First, for given p, R, and k x r, the aforementioned preference
for large k and small r should be apparent. Also note that
little benefit is derived from compositing if the ratio of
sampling variability to measurement-error variability is small;
for instance, for R=0.5, forming a composite sample of 20 units
(e.g., apples) will reduce the overall average standard deviation
by about 10 percent over that that would be obtained without
compositing (i.e., p=l). But for large R, reductions of well
over 50 percent can be achieved even by compositing as few as 5
units. Finally, we note the diminishing benefits on the
precision due to increasing k — that is, much more reduction in
precision is achieved by increasing k from 1 to 2 than by
increasing it from 4 to 5. This is obvious also from eq. (5.20)

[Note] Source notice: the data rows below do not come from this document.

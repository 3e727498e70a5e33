//! Configuration types for building a [`RestClient`](crate::RestClient).
//!
//! # Overview
//!
//! - [`ClientConfig`]: everything a client needs at construction time
//! - [`ClientConfigBuilder`]: fluent builder for [`ClientConfig`]
//! - [`TransportParams`]: settings handed to the transport factory or to the
//!   default [`HttpTransport`](crate::clients::HttpTransport)
//! - [`TransportSource`]: where the client's transport comes from
//!
//! # Transport Selection
//!
//! Exactly one transport is built per client, in this order of preference:
//!
//! 1. a custom transport instance ([`ClientConfigBuilder::transport`])
//! 2. a factory receiving the params ([`ClientConfigBuilder::transport_factory`])
//! 3. the default [`HttpTransport`](crate::clients::HttpTransport) built from the params
//!
//! # Example
//!
//! ```rust
//! use snorlax::{ClientConfig, TransportParams};
//! use snorlax::rest::{ActionTable, ResourceDefinition};
//!
//! #[derive(Debug, Default)]
//! struct Pokemons;
//!
//! impl ResourceDefinition for Pokemons {
//!     fn base_uri(&self) -> String {
//!         "pokemons".to_string()
//!     }
//!
//!     fn actions(&self) -> ActionTable {
//!         ActionTable::new().get("all", "/").get("get", "/{0}")
//!     }
//! }
//!
//! let config = ClientConfig::builder()
//!     .resource_type::<Pokemons>("pokemons")
//!     .params(TransportParams::new().base_url("https://pokeapi.example.com/api/"))
//!     .build();
//!
//! assert!(config.has_resource("pokemons"));
//! ```

mod params;

pub use params::TransportParams;

use std::collections::HashMap;
use std::fmt;

use crate::clients::SharedTransport;
use crate::error::ConfigError;
use crate::rest::{resource_type, ResourceDefinition, ResourceFactory};

/// A factory that builds the client's transport from its params.
pub type TransportFactory =
    Box<dyn FnOnce(&TransportParams) -> Result<SharedTransport, ConfigError> + Send>;

/// Where a client obtains its transport.
pub enum TransportSource {
    /// Build the default HTTP transport from the params.
    Default,
    /// Use a pre-built transport as-is.
    Instance(SharedTransport),
    /// Call a factory with the params.
    Factory(TransportFactory),
}

impl fmt::Debug for TransportSource {
    fn fmt(&self, f: &mut fmt::Formatter<'_>) -> fmt::Result {
        match self {
            Self::Default => f.write_str("Default"),
            Self::Instance(transport) => f.debug_tuple("Instance").field(transport).finish(),
            Self::Factory(_) => f.write_str("Factory(..)"),
        }
    }
}

/// Construction-time configuration for a [`RestClient`](crate::RestClient).
pub struct ClientConfig {
    resources: HashMap<String, ResourceFactory>,
    transport: TransportSource,
    params: TransportParams,
}

impl ClientConfig {
    /// Creates a new builder for constructing a `ClientConfig`.
    #[must_use]
    pub fn builder() -> ClientConfigBuilder {
        ClientConfigBuilder::new()
    }

    /// Returns the params passed to the transport factory or default transport.
    #[must_use]
    pub const fn params(&self) -> &TransportParams {
        &self.params
    }

    /// Returns the configured transport source.
    #[must_use]
    pub const fn transport(&self) -> &TransportSource {
        &self.transport
    }

    /// Returns `true` if a resource with this name is configured.
    #[must_use]
    pub fn has_resource(&self, name: &str) -> bool {
        self.resources.contains_key(name)
    }

    pub(crate) fn into_parts(
        self,
    ) -> (
        HashMap<String, ResourceFactory>,
        TransportSource,
        TransportParams,
    ) {
        (self.resources, self.transport, self.params)
    }
}

impl Default for ClientConfig {
    fn default() -> Self {
        ClientConfigBuilder::new().build()
    }
}

impl fmt::Debug for ClientConfig {
    fn fmt(&self, f: &mut fmt::Formatter<'_>) -> fmt::Result {
        let mut names: Vec<&String> = self.resources.keys().collect();
        names.sort();
        f.debug_struct("ClientConfig")
            .field("resources", &names)
            .field("transport", &self.transport)
            .field("params", &self.params)
            .finish()
    }
}

/// Builder for constructing [`ClientConfig`] instances.
///
/// # Defaults
///
/// - `resources`: empty
/// - transport: the default HTTP transport
/// - `params`: [`TransportParams::default`]
#[derive(Default)]
pub struct ClientConfigBuilder {
    resources: HashMap<String, ResourceFactory>,
    instance: Option<SharedTransport>,
    factory: Option<TransportFactory>,
    params: Option<TransportParams>,
}

impl ClientConfigBuilder {
    /// Creates a new builder with default values.
    #[must_use]
    pub fn new() -> Self {
        Self::default()
    }

    /// Registers a resource under `name`, replacing any earlier registration.
    #[must_use]
    pub fn resource(mut self, name: impl Into<String>, factory: ResourceFactory) -> Self {
        self.resources.insert(name.into(), factory);
        self
    }

    /// Registers a resource type under `name`.
    #[must_use]
    pub fn resource_type<R>(self, name: impl Into<String>) -> Self
    where
        R: ResourceDefinition + Default + 'static,
    {
        self.resource(name, resource_type::<R>())
    }

    /// Registers several resources at once.
    #[must_use]
    pub fn resources<I, K>(mut self, resources: I) -> Self
    where
        I: IntoIterator<Item = (K, ResourceFactory)>,
        K: Into<String>,
    {
        self.resources
            .extend(resources.into_iter().map(|(name, factory)| (name.into(), factory)));
        self
    }

    /// Uses a pre-built transport. Takes precedence over a factory.
    #[must_use]
    pub fn transport(mut self, transport: SharedTransport) -> Self {
        self.instance = Some(transport);
        self
    }

    /// Builds the transport by calling `factory` with the params.
    #[must_use]
    pub fn transport_factory<F>(mut self, factory: F) -> Self
    where
        F: FnOnce(&TransportParams) -> Result<SharedTransport, ConfigError> + Send + 'static,
    {
        self.factory = Some(Box::new(factory));
        self
    }

    /// Sets the params handed to the factory or default transport.
    #[must_use]
    pub fn params(mut self, params: TransportParams) -> Self {
        self.params = Some(params);
        self
    }

    /// Builds the [`ClientConfig`].
    #[must_use]
    pub fn build(self) -> ClientConfig {
        let transport = match (self.instance, self.factory) {
            (Some(instance), _) => TransportSource::Instance(instance),
            (None, Some(factory)) => TransportSource::Factory(factory),
            (None, None) => TransportSource::Default,
        };

        ClientConfig {
            resources: self.resources,
            transport,
            params: self.params.unwrap_or_default(),
        }
    }
}

#[cfg(test)]
mod tests {
    use super::*;
    use crate::clients::HttpTransport;
    use crate::rest::ActionTable;
    use std::sync::Arc;

    #[derive(Debug, Default)]
    struct Pokemons;

    impl ResourceDefinition for Pokemons {
        fn base_uri(&self) -> String {
            "pokemons".to_string()
        }

        fn actions(&self) -> ActionTable {
            ActionTable::new().get("get", "/{0}")
        }
    }

    #[test]
    fn test_builder_provides_sensible_defaults() {
        let config = ClientConfig::builder().build();

        assert!(matches!(config.transport(), TransportSource::Default));
        assert_eq!(config.params(), &TransportParams::default());
        assert!(!config.has_resource("pokemons"));
    }

    #[test]
    fn test_instance_takes_precedence_over_factory() {
        let transport: SharedTransport =
            Arc::new(HttpTransport::new(&TransportParams::default()).unwrap());

        let config = ClientConfig::builder()
            .transport_factory(|params| Ok(Arc::new(HttpTransport::new(params)?)))
            .transport(transport)
            .build();

        assert!(matches!(config.transport(), TransportSource::Instance(_)));
    }

    #[test]
    fn test_factory_is_used_without_instance() {
        let config = ClientConfig::builder()
            .transport_factory(|params| Ok(Arc::new(HttpTransport::new(params)?)))
            .build();

        assert!(matches!(config.transport(), TransportSource::Factory(_)));
    }

    #[test]
    fn test_resource_registration_overwrites_by_name() {
        let config = ClientConfig::builder()
            .resource_type::<Pokemons>("pokemons")
            .resources(vec![("pokemons", resource_type::<Pokemons>())])
            .build();

        assert!(config.has_resource("pokemons"));
        let (resources, _, _) = config.into_parts();
        assert_eq!(resources.len(), 1);
    }

    #[test]
    fn test_debug_lists_resource_names() {
        let config = ClientConfig::builder()
            .resource_type::<Pokemons>("pokemons")
            .build();

        let debug = format!("{config:?}");
        assert!(debug.contains("ClientConfig"));
        assert!(debug.contains("pokemons"));
    }
}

and (5.21), which show that the overall standard error varies
inversely with the square root of k.
In addition to precision, cost considerations are also
important. The incremental cost of performing the k x r analyses
is comprised of two major components: k x r x (average per-unit
analysis cost) + k x (average per-unit sampling cost). Analysis
cost includes the average cost of selecting a subsample,
preparing it for analysis, and the actual chemical analysis. The
sampling cost component consists of the average per-unit costs
associated with collecting, handling, and preserving a sample.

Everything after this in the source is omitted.